(Data under study begins)

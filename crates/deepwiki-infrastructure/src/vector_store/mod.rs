mod duckdb_store;
mod embed_text;

pub use duckdb_store::DuckDbVectorStore;
pub use embed_text::embed_text;
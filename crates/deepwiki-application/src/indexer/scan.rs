//! Repository scan: recursive traversal applying the configured
//! include/exclude glob lists. Extension recognition is left to the
//! `CodeChunker` port — this step only narrows the candidate set by path
//! shape, not by language.

use std::path::{Path, PathBuf};

use deepwiki_domain::error::IndexError;
use deepwiki_domain::value_objects::IndexerConfig;
use glob::Pattern;
use walkdir::WalkDir;

/// Returns every regular file under `repo_root` whose path (relative to
/// the root, forward-slash normalized) matches at least one `include`
/// pattern and no `exclude` pattern.
pub fn scan_repository(repo_root: &Path, config: &IndexerConfig) -> Result<Vec<PathBuf>, IndexError> {
    let include: Vec<Pattern> = compile_patterns(&config.include)?;
    let exclude: Vec<Pattern> = compile_patterns(&config.exclude)?;

    let mut matches = Vec::new();
    for entry in WalkDir::new(repo_root).into_iter().filter_map(Result::ok) {
        if !entry.file_type().is_file() {
            continue;
        }
        let abs_path = entry.path();
        let rel_path = abs_path
            .strip_prefix(repo_root)
            .unwrap_or(abs_path)
            .to_string_lossy()
            .replace('\\', "/");

        if exclude.iter().any(|p| p.matches(&rel_path)) {
            continue;
        }
        if include.iter().any(|p| p.matches(&rel_path)) {
            matches.push(abs_path.to_path_buf());
        }
    }

    matches.sort();
    Ok(matches)
}

fn compile_patterns(raw: &[String]) -> Result<Vec<Pattern>, IndexError> {
    raw.iter()
        .map(|p| Pattern::new(p).map_err(|e| IndexError::Status(format!("invalid glob pattern {p:?}: {e}"))))
        .collect()
}

#[cfg(test)]
mod tests {
    use super::*;
    use std::fs;
    use tempfile::tempdir;

    fn config(include: &[&str], exclude: &[&str]) -> IndexerConfig {
        IndexerConfig {
            include: include.iter().map(|s| s.to_string()).collect(),
            exclude: exclude.iter().map(|s| s.to_string()).collect(),
        }
    }

    #[test]
    fn finds_files_matching_include_and_not_exclude() {
        let dir = tempdir().unwrap();
        fs::write(dir.path().join("a.py"), "x").unwrap();
        fs::create_dir(dir.path().join("node_modules")).unwrap();
        fs::write(dir.path().join("node_modules/b.py"), "x").unwrap();

        let cfg = config(&["**/*"], &["**/node_modules/**"]);
        let found = scan_repository(dir.path(), &cfg).unwrap();

        assert_eq!(found, vec![dir.path().join("a.py")]);
    }

    #[test]
    fn traversal_order_is_deterministic() {
        let dir = tempdir().unwrap();
        fs::write(dir.path().join("z.py"), "x").unwrap();
        fs::write(dir.path().join("a.py"), "x").unwrap();

        let cfg = config(&["**/*"], &[]);
        let found = scan_repository(dir.path(), &cfg).unwrap();

        assert_eq!(found, vec![dir.path().join("a.py"), dir.path().join("z.py")]);
    }
}
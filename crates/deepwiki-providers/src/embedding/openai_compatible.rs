//! Remote embedding provider speaking the OpenAI `/v1/embeddings` wire
//! format, usable against OpenAI itself or any compatible gateway by
//! overriding `base_url`.

use async_trait::async_trait;
use deepwiki_domain::error::ProviderError;
use deepwiki_domain::ports::EmbeddingProvider;
use reqwest::Client;
use std::time::Duration;

use crate::retry::RetryPolicy;

pub struct OpenAiCompatibleEmbeddingProvider {
    api_key: String,
    base_url: String,
    model: String,
    dimension: usize,
    timeout: Duration,
    http_client: Client,
    retry: RetryPolicy,
}

impl OpenAiCompatibleEmbeddingProvider {
    pub fn new(
        api_key: String,
        base_url: Option<String>,
        model: String,
        dimension: usize,
        http_client: Client,
    ) -> Self {
        OpenAiCompatibleEmbeddingProvider {
            api_key,
            base_url: base_url.unwrap_or_else(|| "https://api.openai.com/v1".to_string()),
            model,
            dimension,
            timeout: Duration::from_secs(30),
            http_client,
            retry: RetryPolicy::default(),
        }
    }

    async fn fetch_embeddings(&self, texts: &[String]) -> Result<serde_json::Value, ProviderError> {
        let payload = serde_json::json!({
            "input": texts,
            "model": self.model,
            "encoding_format": "float",
        });

        let response = self
            .http_client
            .post(format!("{}/embeddings", self.base_url.trim_end_matches('/')))
            .bearer_auth(&self.api_key)
            .timeout(self.timeout)
            .json(&payload)
            .send()
            .await
            .map_err(|e| ProviderError::Connection(format!("embeddings request failed: {e}")))?;

        if response.status() == reqwest::StatusCode::TOO_MANY_REQUESTS {
            let retry_after_ms = response
                .headers()
                .get("retry-after")
                .and_then(|v| v.to_str().ok())
                .and_then(|s| s.parse::<u64>().ok())
                .map(|secs| secs * 1000);
            return Err(ProviderError::RateLimited { retry_after_ms });
        }

        if !response.status().is_success() {
            let status = response.status();
            let body = response.text().await.unwrap_or_default();
            return Err(ProviderError::Invocation(format!("embeddings endpoint returned {status}: {body}")));
        }

        response
            .json()
            .await
            .map_err(|e| ProviderError::Invocation(format!("invalid embeddings response body: {e}")))
    }
}

#[async_trait]
impl EmbeddingProvider for OpenAiCompatibleEmbeddingProvider {
    async fn embed(&self, texts: &[String]) -> Result<Vec<Vec<f32>>, ProviderError> {
        if texts.is_empty() {
            return Ok(Vec::new());
        }

        let body = self.retry.retry(|| self.fetch_embeddings(texts)).await?;

        let data = body["data"]
            .as_array()
            .ok_or_else(|| ProviderError::Invocation("missing data array in embeddings response".to_string()))?;

        if data.len() != texts.len() {
            return Err(ProviderError::Invocation(format!(
                "embeddings response count mismatch: expected {}, got {}",
                texts.len(),
                data.len()
            )));
        }

        data.iter()
            .map(|item| {
                item["embedding"]
                    .as_array()
                    .ok_or_else(|| ProviderError::Invocation("missing embedding array in response item".to_string()))?
                    .iter()
                    .map(|v| {
                        v.as_f64()
                            .map(|f| f as f32)
                            .ok_or_else(|| ProviderError::Invocation("non-numeric embedding element".to_string()))
                    })
                    .collect()
            })
            .collect()
    }

    fn dimension(&self) -> usize {
        self.dimension
    }

    fn name(&self) -> &str {
        &self.model
    }
}

#[cfg(test)]
mod tests {
    use super::*;

    #[tokio::test]
    async fn embeds_a_batch_in_one_request() {
        let mut server = mockito::Server::new_async().await;
        let mock = server
            .mock("POST", "/embeddings")
            .with_status(200)
            .with_header("content-type", "application/json")
            .with_body(r#"{"data": [{"embedding": [1.0, 2.0]}, {"embedding": [3.0, 4.0]}]}"#)
            .create_async()
            .await;

        let provider = OpenAiCompatibleEmbeddingProvider::new(
            "sk-test".to_string(),
            Some(server.url()),
            "text-embedding-3-small".to_string(),
            2,
            Client::new(),
        );
        let result = provider.embed(&["a".to_string(), "b".to_string()]).await.unwrap();

        assert_eq!(result, vec![vec![1.0, 2.0], vec![3.0, 4.0]]);
        mock.assert_async().await;
    }

    #[tokio::test]
    async fn count_mismatch_is_an_invocation_error() {
        let mut server = mockito::Server::new_async().await;
        server
            .mock("POST", "/embeddings")
            .with_status(200)
            .with_header("content-type", "application/json")
            .with_body(r#"{"data": [{"embedding": [1.0]}]}"#)
            .create_async()
            .await;

        let provider = OpenAiCompatibleEmbeddingProvider::new(
            "sk-test".to_string(),
            Some(server.url()),
            "text-embedding-3-small".to_string(),
            1,
            Client::new(),
        );
        let err = provider.embed(&["a".to_string(), "b".to_string()]).await.unwrap_err();
        assert!(matches!(err, ProviderError::Invocation(_)));
    }

    #[tokio::test]
    async fn rate_limit_status_maps_to_rate_limited_error() {
        let mut server = mockito::Server::new_async().await;
        server
            .mock("POST", "/embeddings")
            .with_status(429)
            .with_header("retry-after", "2")
            .create_async()
            .await;

        let provider = OpenAiCompatibleEmbeddingProvider::new(
            "sk-test".to_string(),
            Some(server.url()),
            "text-embedding-3-small".to_string(),
            1,
            Client::new(),
        );
        let err = provider.embed(&["a".to_string()]).await.unwrap_err();
        assert!(matches!(err, ProviderError::RateLimited { retry_after_ms: Some(2000) }));
    }
}
//! Remote embedding provider backed by a local Ollama server's
//! `/api/embeddings` endpoint. Ollama has no batch embedding call, so
//! requests are issued sequentially per text.

use async_trait::async_trait;
use deepwiki_domain::error::ProviderError;
use deepwiki_domain::ports::EmbeddingProvider;
use reqwest::Client;
use std::time::Duration;

use crate::retry::RetryPolicy;

pub struct OllamaEmbeddingProvider {
    base_url: String,
    model: String,
    dimension: usize,
    timeout: Duration,
    http_client: Client,
    retry: RetryPolicy,
}

impl OllamaEmbeddingProvider {
    pub fn new(base_url: String, model: String, dimension: usize, http_client: Client) -> Self {
        OllamaEmbeddingProvider {
            base_url,
            model,
            dimension,
            timeout: Duration::from_secs(30),
            http_client,
            retry: RetryPolicy::default(),
        }
    }

    async fn fetch_single_embedding(&self, text: &str) -> Result<Vec<f32>, ProviderError> {
        let payload = serde_json::json!({
            "model": self.model,
            "prompt": text,
            "stream": false,
        });

        let response = self
            .http_client
            .post(format!("{}/api/embeddings", self.base_url.trim_end_matches('/')))
            .timeout(self.timeout)
            .json(&payload)
            .send()
            .await
            .map_err(|e| ProviderError::Connection(format!("ollama request failed: {e}")))?;

        if !response.status().is_success() {
            let status = response.status();
            let body = response.text().await.unwrap_or_default();
            return Err(ProviderError::Invocation(format!(
                "ollama embeddings returned {status}: {body}"
            )));
        }

        let body: serde_json::Value = response
            .json()
            .await
            .map_err(|e| ProviderError::Invocation(format!("invalid ollama response body: {e}")))?;

        body["embedding"]
            .as_array()
            .ok_or_else(|| ProviderError::Invocation("missing embedding array in ollama response".to_string()))?
            .iter()
            .map(|v| {
                v.as_f64()
                    .map(|f| f as f32)
                    .ok_or_else(|| ProviderError::Invocation("non-numeric embedding element".to_string()))
            })
            .collect()
    }
}

#[async_trait]
impl EmbeddingProvider for OllamaEmbeddingProvider {
    async fn embed(&self, texts: &[String]) -> Result<Vec<Vec<f32>>, ProviderError> {
        if texts.is_empty() {
            return Ok(Vec::new());
        }
        let mut results = Vec::with_capacity(texts.len());
        for text in texts {
            let embedding = self.retry.retry(|| self.fetch_single_embedding(text)).await?;
            results.push(embedding);
        }
        Ok(results)
    }

    fn dimension(&self) -> usize {
        self.dimension
    }

    fn name(&self) -> &str {
        &self.model
    }
}

#[cfg(test)]
mod tests {
    use super::*;

    #[tokio::test]
    async fn embeds_each_text_sequentially() {
        let mut server = mockito::Server::new_async().await;
        let mock = server
            .mock("POST", "/api/embeddings")
            .with_status(200)
            .with_header("content-type", "application/json")
            .with_body(r#"{"embedding": [0.1, 0.2, 0.3]}"#)
            .expect(2)
            .create_async()
            .await;

        let provider = OllamaEmbeddingProvider::new(server.url(), "nomic-embed-text".to_string(), 3, Client::new());
        let result = provider.embed(&["a".to_string(), "b".to_string()]).await.unwrap();

        assert_eq!(result, vec![vec![0.1, 0.2, 0.3], vec![0.1, 0.2, 0.3]]);
        mock.assert_async().await;
    }

    #[tokio::test]
    async fn empty_batch_skips_the_request() {
        let server = mockito::Server::new_async().await;
        let provider = OllamaEmbeddingProvider::new(server.url(), "nomic-embed-text".to_string(), 3, Client::new());
        assert_eq!(provider.embed(&[]).await.unwrap(), Vec::<Vec<f32>>::new());
    }

    #[tokio::test]
    async fn non_success_status_is_an_invocation_error() {
        let mut server = mockito::Server::new_async().await;
        let mock = server
            .mock("POST", "/api/embeddings")
            .with_status(500)
            .with_body("boom")
            .create_async()
            .await;

        let provider = OllamaEmbeddingProvider::new(server.url(), "nomic-embed-text".to_string(), 3, Client::new());
        let err = provider.embed(&["a".to_string()]).await.unwrap_err();

        assert!(matches!(err, ProviderError::Invocation(_)));
        mock.assert_async().await;
    }
}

(Data under study ends)

About this task
Produce the lines from the top of the listing through the "left to the" line exactly as they appear, with no additional output.

Solved exercise
filename crates/deepwiki-infrastructure/src/vector_store/mod.rs
mod duckdb_store;
mod embed_text;

pub use duckdb_store::DuckDbVectorStore;
pub use embed_text::embed_text;
filename crates/deepwiki-application/src/indexer/scan.rs
//! Repository scan: recursive traversal applying the configured
//! include/exclude glob lists. Extension recognition is left to the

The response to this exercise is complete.